See Fig. 4 in Nakagawa et al. 2017 for a graphical visualization of a hierarchical model.

When non-independence due to similarity of studies within groups is not explicitly considered, it can cause the uncertainty (i.e., variance) around an effect size estimate to be biased (typically underestimated), which can influence statistical inferences about the effect (e.g., its significance). In fact, a simulation study by Song et al.(2020) found that ignoring non-independence can inflate Type I error rates of meta-analyses by more than 70 %.

7.1 Coding hierarchical models in R

A hierarchical model that accounts for the correlation between observed effect sizes within a paper can be fit in metafor this way:

multilevel_mod <- rma.mv(yi = e_i, vi = var_i, random = list(~1 | paper, ~1 | ID),
    method = "REML", data = dat)

In this model, the random effect of study ID is nested within the random paper effect. This is similar to how simple random effects models are coded, except hierarchical models require the rma.mv() function instead of rma().

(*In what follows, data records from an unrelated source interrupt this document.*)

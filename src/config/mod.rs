//! Configuration management subsystem.
//!
//! # Data Flow
//! ```text
//! config file (TOML)
//!     → loader.rs (parse & deserialize)
//!     → validation.rs (semantic checks)
//!     → InertiaConfig (validated, immutable)
//!     → InertiaBuilder::from_config (reads template & manifest once)
//!     → Inertia
//! ```
//!
//! # Design Decisions
//! - All fields have defaults to allow minimal configs
//! - Validation separates syntactic (serde) from semantic checks
//! - File contents (root template, manifest) are read at configuration time,
//!   never per request

pub mod loader;
pub mod schema;
pub mod validation;

use std::time::Duration;

pub use loader::{load_config, ConfigError};
pub use schema::{InertiaConfig, SsrConfig};
pub use validation::{validate_config, ValidationError};

use crate::error::{Error, Result};
use crate::inertia::{Inertia, InertiaBuilder};
use crate::protocol::SeeOtherMethods;

impl InertiaBuilder {
    /// Seed a builder from configuration. Collaborators (flash provider,
    /// custom renderer, SSR client) can still be added before `build`.
    pub fn from_config(config: &InertiaConfig) -> Result<Self> {
        validate_config(config)
            .map_err(|errors| Error::Configuration(loader::join_errors(&errors)))?;

        let mut builder = match &config.root_template_path {
            Some(path) => InertiaBuilder::from_file(path)?,
            None => InertiaBuilder::new(""),
        };

        if let Some(version) = &config.version {
            builder = builder.version(version.as_str());
        }
        if let Some(url) = &config.asset_url {
            builder = builder.asset_url(url);
        }
        if let Some(path) = &config.manifest_path {
            builder = builder.manifest_file(path)?;
        }
        if config.ssr.enabled {
            builder = builder
                .ssr_url(config.ssr.url.as_str())
                .ssr_timeout(Duration::from_millis(config.ssr.timeout_ms));
        }

        let methods = SeeOtherMethods::parse(config.see_other_methods.as_slice())
            .map_err(|method| Error::Configuration(format!("unknown method {method:?}")))?;

        Ok(builder
            .container_id(config.container_id.as_str())
            .encrypt_history(config.encrypt_history)
            .see_other_methods(methods))
    }
}

impl Inertia {
    pub fn from_config(config: &InertiaConfig) -> Result<Self> {
        InertiaBuilder::from_config(config)?.build()
    }
}
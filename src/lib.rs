//! Server-side Inertia.js protocol adapter for axum.
//!
//! First visits receive the root HTML document with the page object embedded
//! in the container's `data-page` attribute; later client-driven visits
//! (`X-Inertia: true`) receive the page object as JSON.
//!
//! ```ignore
//! let inertia = Inertia::builder(include_str!("app.html")).version("v1").build()?;
//!
//! let app = Router::new()
//!     .route("/", get(home))
//!     .layer(axum::middleware::from_fn_with_state(inertia.clone(), inertia_axum::middleware))
//!     .with_state(inertia);
//!
//! async fn home(inertia: InertiaRequest) -> Result<Response, inertia_axum::Error> {
//!     inertia.render("Home", Props::from([("text", "world")])).await
//! }
//! ```

pub mod config;
pub mod context;
pub mod error;
pub mod extract;
pub mod flash;
pub mod inertia;
pub mod page;
pub mod props;
pub mod protocol;
pub mod render;
pub mod testing;
pub mod version;

mod middleware;
mod shared;

pub use config::{load_config, InertiaConfig};
pub use context::{InertiaContext, InertiaContextExt};
pub use error::{BoxError, Error, FlashError, RenderError, Result, SsrError, TemplateError};
pub use extract::InertiaRequest;
pub use flash::FlashProvider;
pub use inertia::{Inertia, InertiaBuilder};
pub use middleware::{middleware, BufferedResponse};
pub use page::Page;
pub use props::{Prop, PropKind, Props, ProvideProp, ValidationErrors};
pub use protocol::SeeOtherMethods;
pub use render::template::{TemplateRenderer, TemplateValue};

To specify a known correlation structure for one of the random factors in a hierarchical model (such as due to the phylogeny of species in the meta-analysis), use the following code:

multilevel_mod2 <- rma.mv(yi = e_i, vi = var_i, random = list(~1 | paper, ~1 | ID), 
                          R = list(ID = cor_mtrx), method = "REML", data = dat)

ID is a unique identifier for each effect size and cor_mtrx is a correlation matrix for random grouping variable ID. This correlation matrix would be calculated based on, say, phylogenetic relatedness (e.g., see Nakagawa and Santos 2012) See the metafor documentation for more details on implementing and models with pre-specified correlations among random group effects.

7.2 Choosing between hierarchical and random effects models

Because of the strong effects that non-independence can have on meta-analysis results, we recommend accounting for it whenever possible in the meta-analysis model and performing sensitivity analyses to evaluate its effects on model estimates.

One method to evaluate the importance of non-independence on meta-analysis results is to compare models with and without a random group effect that accounts for potential non-independence within groups. For example, the analyst could fit models with all relevant fixed effects and then compare among various candidate random-effect structures. Ultimately the choice a meta-analyst makes should be a combination of judgement (prior knowledge of potential sources of variation) and goodness of fit: does the model makes sense and do the data support it?

8 Next steps: Explore heterogeneity among groups

After determining the type of meta-analysis model that is most appropriate for the question and the data, and calculating the mean effect size and its variance, you can explore sources of heterogeneity in the effect sizes across studies:, i.e., evaluate the importance of specific fixed factor covariates in your data. Continue to the next section on Exploring heterogeneity to learn how to do this.

Last updated: 2023, 2023-04-10ebruary 12

9 Useful resources for `metafor`:

10 References

Borenstein, Michael, Larry V Hedges, Julian PT Higgins, and Hannah R Rothstein. 2009. Introduction to Meta-Analysis. John Wiley & Sons, Ltd.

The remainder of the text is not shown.